Otherwise known as Muriatic Acid when used in pools, hydrochloric is an aqueous solution of HCl gas, which is a very acidic gas, highly soluble in water. It is usually supplied in its saturated solution of approximately 37% concentrated HCl gas dissolved in water. It's a smoker, as soon as you open the bottle of concentrate, vapors of HCl begin to escape and if you get a whiff it's pretty rough.
HCN can be supplied in gas form (pressure cylinders) if needed, but most cyanide is supplied as a solid salt like NaCN or KCN, which are "basically" non-acidic forms of cyanide.
These crystals can be dissolved in water (makes a very toxic solution) without the release of very much HCN gas, but the solution must be maintained in a relatively alkaline condition, otherwise if it is acidified the solution will liberate HCN and it smells like an acidic gas alright.
A little bit like HCl but even rougher.
Well in my back yard during college there was a big cherry laurel and once the little fruits were ripe it would be infested with birds who were wolfing them down. It's hot even in north Florida and after a while some of the fruits would get fermented to a certain percentage of alcohol. The birds were really partying then until it got to the point they would fall out of the tree drunk.

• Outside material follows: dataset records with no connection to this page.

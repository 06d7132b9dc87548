//! List Queries and Paged Results

use std::collections::BTreeMap;

use percent_encoding::{utf8_percent_encode, AsciiSet, NON_ALPHANUMERIC};
use serde::Deserialize;
use serde_json::Value;

use crate::client::{ApiError, OperationResult};

/// Backend primary key
pub type RecordId = u64;

/// Characters left alone in query values (same as URLSearchParams, minus `+` for spaces)
const QUERY_VALUE: &AsciiSet = &NON_ALPHANUMERIC.remove(b'-').remove(b'_').remove(b'.').remove(b'*');

/// Search text, page and extra filters for one list fetch.
///
/// A new query always replaces the previous one; nothing is merged.
#[derive(Debug, Clone, PartialEq, Eq)]
pub struct ListQuery {
    pub search_text: String,
    pub page_number: u32,
    pub extra_filters: BTreeMap<String, String>,
}

impl Default for ListQuery {
    fn default() -> Self {
        Self {
            search_text: String::new(),
            page_number: 1,
            extra_filters: BTreeMap::new(),
        }
    }
}

impl ListQuery {
    pub fn new(search_text: impl Into<String>, page_number: u32) -> Self {
        Self {
            search_text: search_text.into(),
            page_number: page_number.max(1),
            extra_filters: BTreeMap::new(),
        }
    }

    /// Same search and filters, different page.
    pub fn at_page(&self, page_number: u32) -> Self {
        Self {
            page_number: page_number.max(1),
            ..self.clone()
        }
    }

    /// `search=..&page=..&<filters>`; empty search text and empty filter values are skipped.
    pub fn to_query_string(&self) -> String {
        let mut params: Vec<(&str, String)> = Vec::new();
        if !self.search_text.is_empty() {
            params.push(("search", self.search_text.clone()));
        }
        params.push(("page", self.page_number.to_string()));
        for (key, value) in &self.extra_filters {
            if !value.is_empty() {
                params.push((key.as_str(), value.clone()));
            }
        }

        params
            .iter()
            .map(|(key, value)| format!("{}={}", key, encode_query_value(value)))
            .collect::<Vec<_>>()
            .join("&")
    }
}

pub fn encode_query_value(value: &str) -> String {
    utf8_percent_encode(value, QUERY_VALUE).to_string()
}

/// Paginated envelope returned by list endpoints
#[derive(Debug, Clone, Deserialize)]
struct PagedEnvelope {
    results: Vec<Value>,
    #[serde(default)]
    next: Option<String>,
    #[serde(default)]
    previous: Option<String>,
}

/// One page of records as received; never mutated after construction.
#[derive(Debug, Clone, PartialEq)]
pub struct PagedResult<T> {
    pub items: Vec<T>,
    pub has_next: bool,
    pub has_previous: bool,
    pub page_number: u32,
}

impl PagedResult<Value> {
    /// Parse a `{results, next, previous}` envelope fetched for `page_number`.
    pub fn from_envelope(body: Value, page_number: u32) -> OperationResult<Self> {
        let envelope: PagedEnvelope = serde_json::from_value(body)
            .map_err(|e| ApiError::Parse(format!("Unexpected list response: {}", e)))?;
        Ok(Self {
            items: envelope.results,
            has_next: envelope.next.is_some(),
            has_previous: envelope.previous.is_some(),
            page_number,
        })
    }

    /// Parse a quick-filter response: a bare array, or an envelope whose links are ignored.
    pub fn unpaged(body: Value) -> OperationResult<Self> {
        let items = match body {
            Value::Array(items) => items,
            other => Self::from_envelope(other, 1)?.items,
        };
        Ok(Self {
            items,
            has_next: false,
            has_previous: false,
            page_number: 1,
        })
    }
}
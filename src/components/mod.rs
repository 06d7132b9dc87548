//! UI Components
//!
//! Leptos components for one resource page and its overlays.

mod resource_page;
mod search_bar;
mod list_table;
mod cell_view;
mod pagination_bar;
mod form_modal;
mod detail_modal;
mod confirm_modal;
mod notice_stack;

pub use resource_page::{ResourcePage, ControllerHandle, run};
pub use search_bar::SearchBar;
pub use list_table::{ActionButton, ListTable};
pub use cell_view::CellView;
pub use pagination_bar::PaginationBar;
pub use form_modal::FormModal;
pub use detail_modal::DetailModal;
pub use confirm_modal::ConfirmModal;
pub use notice_stack::NoticeStack;
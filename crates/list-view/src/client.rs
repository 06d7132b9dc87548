//! REST Client
//!
//! Issues JSON requests against the backend under a fixed base path and
//! attaches the CSRF token read once at construction. Every outcome is
//! normalized into `OperationResult`; nothing escapes as a panic.

use std::rc::Rc;

use async_trait::async_trait;
use percent_encoding::percent_decode_str;
use serde::{Deserialize, Serialize};
use serde_json::Value;
use thiserror::Error;

// ========================
// Configuration
// ========================

/// Client settings; every field falls back to the Django defaults.
#[derive(Debug, Clone, PartialEq, Serialize, Deserialize)]
#[serde(default)]
pub struct ClientConfig {
    pub base_url: String,
    pub csrf_cookie: String,
    pub csrf_header: String,
}

impl Default for ClientConfig {
    fn default() -> Self {
        Self {
            base_url: "/api".to_string(),
            csrf_cookie: "csrftoken".to_string(),
            csrf_header: "X-CSRFToken".to_string(),
        }
    }
}

// ========================
// Transport seam
// ========================

#[derive(Debug, Clone, Copy, PartialEq, Eq)]
pub enum Method {
    Get,
    Post,
    Put,
    Patch,
    Delete,
}

impl Method {
    pub fn as_str(&self) -> &'static str {
        match self {
            Method::Get => "GET",
            Method::Post => "POST",
            Method::Put => "PUT",
            Method::Patch => "PATCH",
            Method::Delete => "DELETE",
        }
    }
}

#[derive(Debug, Clone, PartialEq)]
pub struct HttpRequest {
    pub method: Method,
    pub url: String,
    pub headers: Vec<(String, String)>,
    pub body: Option<String>,
}

impl HttpRequest {
    pub fn header(&self, name: &str) -> Option<&str> {
        self.headers
            .iter()
            .find(|(key, _)| key.eq_ignore_ascii_case(name))
            .map(|(_, value)| value.as_str())
    }
}

#[derive(Debug, Clone, PartialEq)]
pub struct HttpResponse {
    pub status: u16,
    pub status_text: String,
    pub body: String,
}

impl HttpResponse {
    pub fn is_success(&self) -> bool {
        (200..300).contains(&self.status)
    }
}

/// Sends one request and reports the raw response.
///
/// Implementations only fail for transport problems (connection refused,
/// aborted fetch); HTTP error statuses are returned as responses.
#[async_trait(?Send)]
pub trait HttpTransport {
    async fn send(&self, request: HttpRequest) -> Result<HttpResponse, String>;
}

// ========================
// Errors
// ========================

/// Failure kinds; callers only ever show the message.
#[derive(Debug, Clone, PartialEq, Error)]
pub enum ApiError {
    #[error("{0}")]
    Network(String),
    #[error("{message}")]
    Http { status: u16, message: String },
    #[error("{0}")]
    Parse(String),
}

pub type OperationResult<T> = Result<T, ApiError>;

// ========================
// Client
// ========================

#[derive(Clone)]
pub struct ApiClient {
    config: ClientConfig,
    csrf_token: Option<String>,
    transport: Rc<dyn HttpTransport>,
}

impl ApiClient {
    /// `cookies` is the raw `document.cookie` string; the token is extracted once here.
    pub fn new(config: ClientConfig, transport: Rc<dyn HttpTransport>, cookies: &str) -> Self {
        let csrf_token = csrf_token_from_cookies(cookies, &config.csrf_cookie);
        if csrf_token.is_none() {
            log::debug!("[API] no {} cookie present, writes will be sent without a CSRF token", config.csrf_cookie);
        }
        Self { config, csrf_token, transport }
    }

    pub fn config(&self) -> &ClientConfig {
        &self.config
    }

    pub fn csrf_token(&self) -> Option<&str> {
        self.csrf_token.as_deref()
    }

    pub async fn request(&self, endpoint: &str, method: Method, body: Option<&Value>) -> OperationResult<Value> {
        let url = format!("{}{}", self.config.base_url, endpoint);

        let mut headers = vec![("Content-Type".to_string(), "application/json".to_string())];
        if let Some(token) = &self.csrf_token {
            headers.push((self.config.csrf_header.clone(), token.clone()));
        }

        let body = match body {
            Some(value) => Some(serde_json::to_string(value).map_err(|e| ApiError::Parse(e.to_string()))?),
            None => None,
        };

        log::debug!("[API] {} {}", method.as_str(), url);
        let request = HttpRequest { method, url: url.clone(), headers, body };

        let response = match self.transport.send(request).await {
            Ok(response) => response,
            Err(e) => {
                log::warn!("[API] {} {} failed: {}", method.as_str(), url, e);
                return Err(ApiError::Network(e));
            }
        };

        if !response.is_success() {
            let message = http_failure_message(&response);
            log::warn!("[API] {} {} -> {}: {}", method.as_str(), url, response.status, message);
            return Err(ApiError::Http { status: response.status, message });
        }

        parse_body(&response.body).map_err(|e| {
            log::warn!("[API] {} {} returned malformed JSON: {}", method.as_str(), url, e);
            e
        })
    }

    pub async fn get(&self, endpoint: &str) -> OperationResult<Value> {
        self.request(endpoint, Method::Get, None).await
    }

    pub async fn post(&self, endpoint: &str, data: &Value) -> OperationResult<Value> {
        self.request(endpoint, Method::Post, Some(data)).await
    }

    pub async fn put(&self, endpoint: &str, data: &Value) -> OperationResult<Value> {
        self.request(endpoint, Method::Put, Some(data)).await
    }

    pub async fn patch(&self, endpoint: &str, data: &Value) -> OperationResult<Value> {
        self.request(endpoint, Method::Patch, Some(data)).await
    }

    pub async fn delete(&self, endpoint: &str) -> OperationResult<Value> {
        self.request(endpoint, Method::Delete, None).await
    }
}

/// Find `name` in a `document.cookie` style string and percent-decode its value.
pub fn csrf_token_from_cookies(cookies: &str, name: &str) -> Option<String> {
    cookies
        .split(';')
        .map(str::trim)
        .find_map(|cookie| cookie.strip_prefix(name)?.strip_prefix('='))
        .map(|raw| percent_decode_str(raw).decode_utf8_lossy().into_owned())
}

fn http_failure_message(response: &HttpResponse) -> String {
    let server_message = serde_json::from_str::<Value>(&response.body).ok().and_then(|body| {
        ["detail", "error"]
            .iter()
            .find_map(|key| body.get(*key).and_then(Value::as_str).map(str::to_string))
    });

    match server_message {
        Some(message) => message,
        None if response.status_text.is_empty() => format!("HTTP error! status: {}", response.status),
        None => format!("HTTP error! status: {} {}", response.status, response.status_text),
    }
}

fn parse_body(body: &str) -> OperationResult<Value> {
    // 204 No Content and friends
    if body.trim().is_empty() {
        return Ok(Value::Null);
    }
    serde_json::from_str(body).map_err(|e| ApiError::Parse(format!("Invalid JSON response: {}", e)))
}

It's common to say that sulfur/natural gas smells "like rotten eggs" but I've probably not smelled a rotten egg in isolation for 40 years. But since I'm familiar with sulfur-type smells I could probably figure it out. I expect a future of bad and rotten eggs in our supermarkets...
I'm familiar with the smells of sulfur (at least memories from decades ago), natural gas additives (mercaptan) and having chickens that like to lay in random hidden places, rotten eggs.
I don't think that there's much overlap in the scent profiles. Maybe a diluted rotten egg is similar to that smell of making black powder as a child, but not much.
Not much to say. Couldn't buy gunpowder as a 12-year-old, but the drug store would sell you saltpeter (KNO4?) if you said your mom was using it to cure ham and sulfur (I think it was used on wounds) and it was easy to make charcoal and grind it to a powder.
Mix the three together and stuff it into a small closed-end tube made from newspaper and scotch tape, with a piece of powder-infused cotton string for a fuze and you had yourself a rocket.